Even once your doctor has cleared you for physical activity after a heart attack, you may still be nervous about having sex.
That’s okay. In fact, it’s understandable. The bedroom is the last place you want to have another heart attack!
The good news is that less than 1% of all heart attacks take place during sex, so once you’ve been cleared by your doctor, you’re no more likely to have a heart attack in that moment than anyone else.
Getting Your Head Around Your Heart
If you’re still nervous about having sex after a heart attack, maybe it’s time to think about things a little differently.
Remember that all physical activity is good for your heart.
Exercise is one of the key components to a healthy cardiovascular system. And, sex absolutely counts as physical activity – which means it’s contributing to a healthy heart, rather than endangering it.
Unfortunately, many people put off having sex after something like this longer than they need to.
If you want a specific guideline that you can measure yourself, even after the doctor has cleared you, ask yourself these two questions:
1. Can you walk a quarter mile comfortably? Not fast, not speed walking, and certainly not running. Just stroll for a quarter mile.
2. Can you climb two flights of stairs without stopping to catch your breath? Again, not jog up them. Not power walk. Just get from the bottom to the top without having to stop.
If you answered yes to those two questions, you can feel better about your doctor’s clearance.
If you’ve personally met those two guidelines, then he’s right – you’re ready to resume your sex life.
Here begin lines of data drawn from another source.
use crate::{
    logging::log_payloads,
    models::AppState,
    routes::{analyze, chef, signature},
};

use std::time::Duration;

use axum::body::Body;
use axum::extract::DefaultBodyLimit;
use axum::http::{Request, Response};
use axum::middleware::from_fn_with_state;
use axum::routing::{get, post};
use axum::{Json, Router};

use tower::ServiceBuilder;
use tower_http::classify::ServerErrorsFailureClass;
use tower_http::cors::{Any, CorsLayer};
use tower_http::request_id::{MakeRequestUuid, PropagateRequestIdLayer, SetRequestIdLayer};
use tower_http::trace::TraceLayer;
use tracing::{Span, info_span};

async fn healthz() -> Json<&'static str> {
    Json("ok")
}

fn cors_layer() -> CorsLayer {
    CorsLayer::new()
        .allow_origin(Any)
        .allow_methods(Any)
        .allow_headers(Any)
}

pub fn build_app(state: AppState) -> Router {
    let trace = TraceLayer::new_for_http()
        .make_span_with(|req: &Request<Body>| {
            let rid = req
                .headers()
                .get("x-request-id")
                .and_then(|v| v.to_str().ok())
                .unwrap_or("-");
            info_span!("http", method=%req.method(), uri=%req.uri(), request_id=%rid)
        })
        .on_request(|_req: &Request<Body>, _span: &Span| {
            tracing::info!("request started");
        })
        .on_response(|res: &Response<Body>, latency: Duration, _span: &Span| {
            tracing::info!(status=%res.status(), latency_ms=%latency.as_millis(), "response completed");
        })
        .on_failure(|_class: ServerErrorsFailureClass, latency: Duration, _span: &Span| {
            tracing::error!(latency_ms=%latency.as_millis(), "request failed");
        });

    // Request-ID middleware comes first so everything downstream
    // has access to the x-request-id header.
    let request_id_layer = ServiceBuilder::new()
        .layer(SetRequestIdLayer::x_request_id(MakeRequestUuid))
        .layer(PropagateRequestIdLayer::x_request_id());

    let body_limit = state.config.max_body_bytes();

    Router::new()
        .route("/healthz", get(healthz))
        .route("/analyze", post(analyze::analyze))
        .route("/cloudinary-signature", post(signature::sign))
        .route("/gpt-chef", post(chef::chat))
        .route("/api/gpt-chef", post(chef::chat))
        .with_state(state)
        .layer(DefaultBodyLimit::max(body_limit))
        .layer(from_fn_with_state(body_limit, log_payloads))
        .layer(trace)
        .layer(request_id_layer)
        .layer(cors_layer())
}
Another new thing to think about may be the actual act of having sex. You may have to change things up a bit – but that doesn’t mean your sex life won’t be as satisfying!
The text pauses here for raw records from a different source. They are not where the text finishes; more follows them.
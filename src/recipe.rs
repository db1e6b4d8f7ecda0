use serde::{Deserialize, Serialize};
use serde_json::Value as JsonValue;

use crate::error::UpstreamError;

#[derive(Serialize, Deserialize, Clone, Debug, Default, PartialEq, Eq)]
pub struct Nutrition {
    pub calories: i64,
    pub protein: String,
    pub carbs: String,
    pub fat: String,
}

#[derive(Serialize, Deserialize, Clone, Debug, Default, PartialEq, Eq)]
#[serde(rename_all = "camelCase")]
pub struct Recipe {
    pub title: String,
    pub ingredients: Vec<String>,
    pub instructions: Vec<String>,
    pub servings: i64,
    pub prep_time: String,
    pub cook_time: String,
    pub nutrition: Nutrition,
}

#[derive(Debug, Clone, Copy, PartialEq, Eq)]
pub enum RecipeVariant {
    Healthy,
    Mimic,
}

impl RecipeVariant {
    #[must_use]
    pub const fn placeholder_title(self) -> &'static str {
        match self {
            Self::Healthy => "Healthy Version",
            Self::Mimic => "Mimic Version",
        }
    }

    #[must_use]
    pub const fn label(self) -> &'static str {
        match self {
            Self::Healthy => "healthy_recipe",
            Self::Mimic => "mimic_recipe",
        }
    }

    #[must_use]
    pub fn user_prompt(self, dish: &str) -> String {
        match self {
            Self::Healthy => format!(
                "DISH: {dish}\n\nGOAL: Write a healthier version of this dish. \
                 Keep its character but cut calories, saturated fat, sugar and salt, \
                 and favour whole ingredients and lean proteins."
            ),
            Self::Mimic => format!(
                "DISH: {dish}\n\nGOAL: Write a recipe that mimics this dish as closely as possible, \
                 so the result looks and tastes like the original."
            ),
        }
    }
}

impl Recipe {
    /// Correctly shaped record with every field blank, used when generation fails.
    #[must_use]
    pub fn empty_shell(variant: RecipeVariant) -> Self {
        Self {
            title: variant.placeholder_title().to_string(),
            ..Self::default()
        }
    }

    /// Tolerant conversion of a model reply into a recipe.
    ///
    /// Ingredients may be plain strings or `{quantity, unit, name}` objects;
    /// numbers may arrive as numeric strings; absent optional fields stay blank.
    ///
    /// # Errors
    ///
    /// `Malformed` if the reply is not an object or has neither ingredients nor
    /// instructions.
    pub fn from_llm_json(v: &JsonValue, variant: RecipeVariant) -> Result<Self, UpstreamError> {
        let JsonValue::Object(obj) = v else {
            return Err(UpstreamError::Malformed("recipe reply is not a JSON object".into()));
        };

        let ingredients = normalize_ingredients(obj.get("ingredients"));
        let instructions = normalize_lines(obj.get("instructions"));
        if ingredients.is_empty() && instructions.is_empty() {
            return Err(UpstreamError::Malformed(
                "recipe reply has no ingredients or instructions".into(),
            ));
        }

        let title = text(obj.get("title"));
        let nutrition = obj.get("nutrition");

        Ok(Self {
            title: if title.is_empty() {
                variant.placeholder_title().to_string()
            } else {
                title
            },
            ingredients,
            instructions,
            servings: integer(obj.get("servings")),
            prep_time: text(obj.get("prepTime").or_else(|| obj.get("prep_time"))),
            cook_time: text(obj.get("cookTime").or_else(|| obj.get("cook_time"))),
            nutrition: Nutrition {
                calories: integer(nutrition.and_then(|n| n.get("calories"))),
                protein: text(nutrition.and_then(|n| n.get("protein"))),
                carbs: text(nutrition.and_then(|n| n.get("carbs"))),
                fat: text(nutrition.and_then(|n| n.get("fat"))),
            },
        })
    }
}

fn text(v: Option<&JsonValue>) -> String {
    match v {
        Some(JsonValue::String(s)) => s.trim().to_string(),
        Some(JsonValue::Number(n)) => n.to_string(),
        _ => String::new(),
    }
}

/// Integer fields; accepts `4`, `4.0`, `"4"`, `"4 servings"` and `"1,250 kcal"`.
fn integer(v: Option<&JsonValue>) -> i64 {
    match v {
        Some(JsonValue::Number(n)) => n
            .as_i64()
            .or_else(|| n.as_f64().map(|f| f.round() as i64))
            .unwrap_or(0),
        Some(JsonValue::String(s)) => leading_digits(s.trim()).parse().unwrap_or(0),
        _ => 0,
    }
}

/// Leading digits of `s`, skipping `,` `_` or a space that sits between two digits.
fn leading_digits(s: &str) -> String {
    let mut digits = String::new();
    let mut chars = s.chars().peekable();
    while let Some(c) = chars.next() {
        if c.is_ascii_digit() {
            digits.push(c);
        } else if matches!(c, ',' | '_' | ' ')
            && !digits.is_empty()
            && chars.peek().is_some_and(char::is_ascii_digit)
        {
            continue;
        } else {
            break;
        }
    }
    digits
}

fn normalize_lines(v: Option<&JsonValue>) -> Vec<String> {
    match v {
        Some(JsonValue::Array(items)) => items
            .iter()
            .filter_map(|x| match x {
                JsonValue::String(s) => {
                    let t = s.trim();
                    (!t.is_empty()).then(|| t.to_string())
                }
                JsonValue::Number(n) => Some(n.to_string()),
                _ => None,
            })
            .collect(),
        Some(JsonValue::String(s)) => s
            .lines()
            .map(str::trim)
            .filter(|l| !l.is_empty())
            .map(ToString::to_string)
            .collect(),
        _ => Vec::new(),
    }
}

fn normalize_ingredients(v: Option<&JsonValue>) -> Vec<String> {
    let Some(JsonValue::Array(items)) = v else {
        return normalize_lines(v);
    };
    items
        .iter()
        .filter_map(|x| match x {
            JsonValue::String(s) => {
                let t = s.trim();
                (!t.is_empty()).then(|| t.to_string())
            }
            JsonValue::Object(m) => {
                let name = m
                    .get("name")
                    .and_then(JsonValue::as_str)
                    .map(str::trim)
                    .unwrap_or_default();
                if name.is_empty() {
                    return None;
                }
                let quantity = m
                    .get("quantity")
                    .or_else(|| m.get("amount"))
                    .map(|q| text(Some(q)))
                    .filter(|q| !q.is_empty());
                let unit = m
                    .get("unit")
                    .and_then(JsonValue::as_str)
                    .map(str::trim)
                    .filter(|u| !u.is_empty());
                Some(
                    [quantity.as_deref(), unit, Some(name)]
                        .into_iter()
                        .flatten()
                        .collect::<Vec<_>>()
                        .join(" "),
                )
            }
            _ => None,
        })
        .collect()
}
Be open to new positions. You may not be able to lie on your back for a while because of the risk of fluid in your lungs.
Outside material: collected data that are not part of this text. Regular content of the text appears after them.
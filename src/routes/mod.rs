pub mod analyze;
pub mod chef;
pub mod signature;
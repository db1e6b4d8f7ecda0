use crate::config::Config;

use std::ffi::OsStr;
use std::path::{Path, PathBuf};

use axum::body::Body;
use axum::extract::State;
use axum::http::{Request, Response, StatusCode, header};
use axum::middleware::Next;
use axum::response::IntoResponse;
use serde_json::Value as JsonValue;
use tracing_appender::non_blocking::WorkerGuard;
use tracing_subscriber::{EnvFilter, fmt, layer::SubscriberExt, util::SubscriberInitExt};

const PREVIEW_CHARS: usize = 2 * 1024;

/// Keep guards alive for the lifetime of the app.
pub struct LogGuards {
    _file_guard: Option<WorkerGuard>,
}

fn split_path(path: &Path) -> (PathBuf, String) {
    let dir = path
        .parent()
        .filter(|p| !p.as_os_str().is_empty())
        .unwrap_or_else(|| Path::new("."))
        .to_path_buf();
    let file = path
        .file_name()
        .unwrap_or_else(|| OsStr::new("dishlens.logs"))
        .to_string_lossy()
        .to_string();
    (dir, file)
}

pub fn init_logging(config: &Config) -> LogGuards {
    let filter = EnvFilter::new(config.log_filter());

    let stdout_layer = fmt::layer()
        .with_target(false)
        .with_ansi(true)
        .compact()
        .with_timer(fmt::time::ChronoLocal::new("%Y-%m-%d %H:%M:%S".to_string()));

    let (dir, file) = split_path(&config.log_file);
    let appender = tracing_appender::rolling::never(dir, file);
    let (nb, guard) = tracing_appender::non_blocking(appender);

    let file_layer = fmt::layer()
        .with_target(false)
        .with_ansi(false)
        .compact()
        .with_timer(fmt::time::ChronoLocal::new("%Y-%m-%d %H:%M:%S".to_string()))
        .with_writer(nb);

    tracing_subscriber::registry()
        .with(filter)
        .with(stdout_layer)
        .with(file_layer)
        .init();

    LogGuards {
        _file_guard: Some(guard),
    }
}

/// Debug-level previews of JSON request/response bodies, correlated by
/// request id. Base64 photos are replaced by their length. `limit` is the
/// app's body limit; a request body over it is answered with 413.
pub async fn log_payloads(
    State(limit): State<usize>,
    req: Request<Body>,
    next: Next,
) -> Response<Body> {
    if !tracing::enabled!(tracing::Level::DEBUG) {
        return next.run(req).await;
    }

    let req_id = req
        .headers()
        .get("x-request-id")
        .and_then(|v| v.to_str().ok())
        .unwrap_or("-")
        .to_string();

    let (req_parts, req_body) = req.into_parts();
    let req = match axum::body::to_bytes(req_body, limit).await {
        Ok(bytes) => {
            tracing::debug!(request_id=%req_id, request_body=%preview(&bytes), "request body");
            Request::from_parts(req_parts, Body::from(bytes))
        }
        Err(e) => {
            tracing::warn!(request_id=%req_id, error=%e, "failed reading request body");
            return (
                StatusCode::PAYLOAD_TOO_LARGE,
                format!("Failed to buffer the request body: {e}"),
            )
                .into_response();
        }
    };

    let res: Response<Body> = next.run(req).await;

    let is_json = res
        .headers()
        .get(header::CONTENT_TYPE)
        .and_then(|v| v.to_str().ok())
        .is_some_and(|ct| ct.starts_with("application/json"));
    if !is_json {
        return res;
    }

    let (res_parts, res_body) = res.into_parts();
    match axum::body::to_bytes(res_body, usize::MAX).await {
        Ok(bytes) => {
            tracing::debug!(request_id=%req_id, response_body=%preview(&bytes), "response body");
            Response::from_parts(res_parts, Body::from(bytes))
        }
        Err(e) => {
            tracing::warn!(request_id=%req_id, error=%e, "failed reading response body");
            Response::from_parts(res_parts, Body::empty())
        }
    }
}

/// Truncated, log-safe rendering of a body.
#[must_use]
pub fn preview(bytes: &[u8]) -> String {
    let text = match serde_json::from_slice::<JsonValue>(bytes) {
        Ok(mut v) => {
            if let Some(img) = v.get_mut("image")
                && let Some(len) = img.as_str().map(str::len)
            {
                *img = JsonValue::String(format!("<{len} base64 chars>"));
            }
            v.to_string()
        }
        Err(_) => String::from_utf8_lossy(bytes).into_owned(),
    };

    if text.chars().count() > PREVIEW_CHARS {
        format!(
            "{}… [truncated]",
            text.chars().take(PREVIEW_CHARS).collect::<String>()
        )
    } else {
        text
    }
}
You may need to adjust while your incision site heals. In the big picture, though, these things are minor adjustments.
And feel free to ask your partner to take a more active role in love making if necessary. Who knows – you might discover you both enjoy it!
And don’t be surprised if you feel differently about sex post heart attack. You’ve just been through a serious medical event.
Heart attacks tend to make people feel vulnerable, more grateful than they were before. This relief and gratitude often shows up in a feeling of greater intimacy with one’s partner.
Addressing the Emotional Toll
That being said, sometime the same emotional reaction that can cause people to embrace sex again can also cause people to have performance issues.
Sometimes, you may not feel in the mood. Sometimes, you may have problems with arousal, even if you are feeling intimate.
Just like there are physical steps you can take to revitalize your sex life after a heart attack, there are steps you can take to help with the emotional responses, as well.
1. Relax. There are plenty of ways to enjoy physical intimacy without the pressure of sexual performance. Don’t focus so much on achieving orgasm. Do focus on enjoying the way touching and being touched feels.
2. Trust your partner. Whoever you’re in bed with – if it’s your spouse for the last 30 years, or a new relationship – this person finds you attractive. As ugly as a scar might seem to you, by the time you’re at this point, your partner isn’t looking at the scar.
3. Talk to your doctor about supplements. There’s no shame in needing a little extra help in the bedroom, especially after having a heart attack! And with so many performance supplements available, there’s no reason not to give one a try. Even the day to day can be a little scary after a heart attack. But sex is an important part of living a full life, so don’t give it up just because of a heart attack.
Talk to your doctor. Trust what he says. And enjoy every moment – especially the intimate ones – after your heart attack.